Goldenberg initiated this appeal three days later. The trial court ordered
him to file a Pa.R.A.P. 1925(b) statement of errors complained of on appeal,
and he timely complied.2 Goldenberg presents one question for our review:
Did the trial court err in refusing to grant Goldenberg a protective order against producing his personal tax returns, and in ordering Goldenberg to produce his personal tax returns for the years 1995[ to ]2001 and 2011[ to ]2019, where Fogel can obtain any information he believes to be relevant to his claims from other sources, including the business tax returns and Goldenberg’s Schedule K-1s that have already been produced, and where Fogel has not demonstrated any compelling need for Goldenberg’s personal returns beyond conclusory assertions that information supposedly can only be obtained from these returns?
Goldenberg’s brief at 3 (honorifics omitted).

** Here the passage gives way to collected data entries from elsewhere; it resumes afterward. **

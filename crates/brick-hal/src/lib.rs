//! `brick-hal` – Motor and light hardware abstraction.
//!
//! # Modules
//!
//! - [`rawmotor`] – [`RawMotorDriver`][rawmotor::RawMotorDriver]: discovers
//!   motors under the sysfs `tacho-motor` class and performs raw duty,
//!   coast and encoder I/O through retained file handles.
//! - [`dcmotor`] – [`DcMotors`][dcmotor::DcMotors]: per-port direction and
//!   stall-duty settings, percent to raw conversion, symmetric clamping.
//! - [`light`] – [`LightDriver`][light::LightDriver]: color and pattern
//!   state machine, advanced by a periodic `poll`.
//! - [`led`] – [`LightOutput`][led::LightOutput] and the sysfs status LED
//!   implementation.
//! - [`hub`] – [`Hub`][hub::Hub] and [`SharedHub`][hub::SharedHub]: the
//!   lock-protected owner of all device state and the by-name command
//!   dispatcher.
//! - [`sim`] – fake sysfs trees and a recording light for headless tests.

pub mod dcmotor;
pub mod hub;
pub mod led;
pub mod light;
pub mod rawmotor;
pub mod sim;

pub use dcmotor::{DcMotorSettings, DcMotors};
pub use hub::{Hub, HubConfig, SharedHub};
pub use led::{LightOutput, Rgb, SysfsLed};
pub use light::{LightDriver, LightState};
pub use rawmotor::RawMotorDriver;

Before we examine Goldenberg’s challenge to the court’s interlocutory
discovery order, we consider whether we have jurisdiction to do so. In the
docketing statement filed in this Court, Goldenberg indicated that the order,
although not final, was immediately appealable pursuant to Pa.R.A.P. 313 as
a collateral order. We issued a rule to show cause how the order satisfied all
three prongs of the collateral order test, namely that: (1) it is “separable from
and collateral to the main cause of action[;]” (2) “the right involved is too
important to be denied review[;]” and (3) “the question presented is such that
2 We remind the trial court that all Rule 1925 orders must specify “both the
place the appellant can serve the Statement in person and the address to which the appellant can mail the Statement. In addition, the judge may provide an email, facsimile, or other alternative means for the appellant to serve the Statement on the judge.” Pa.R.A.P. 1925(b)(3)(iii).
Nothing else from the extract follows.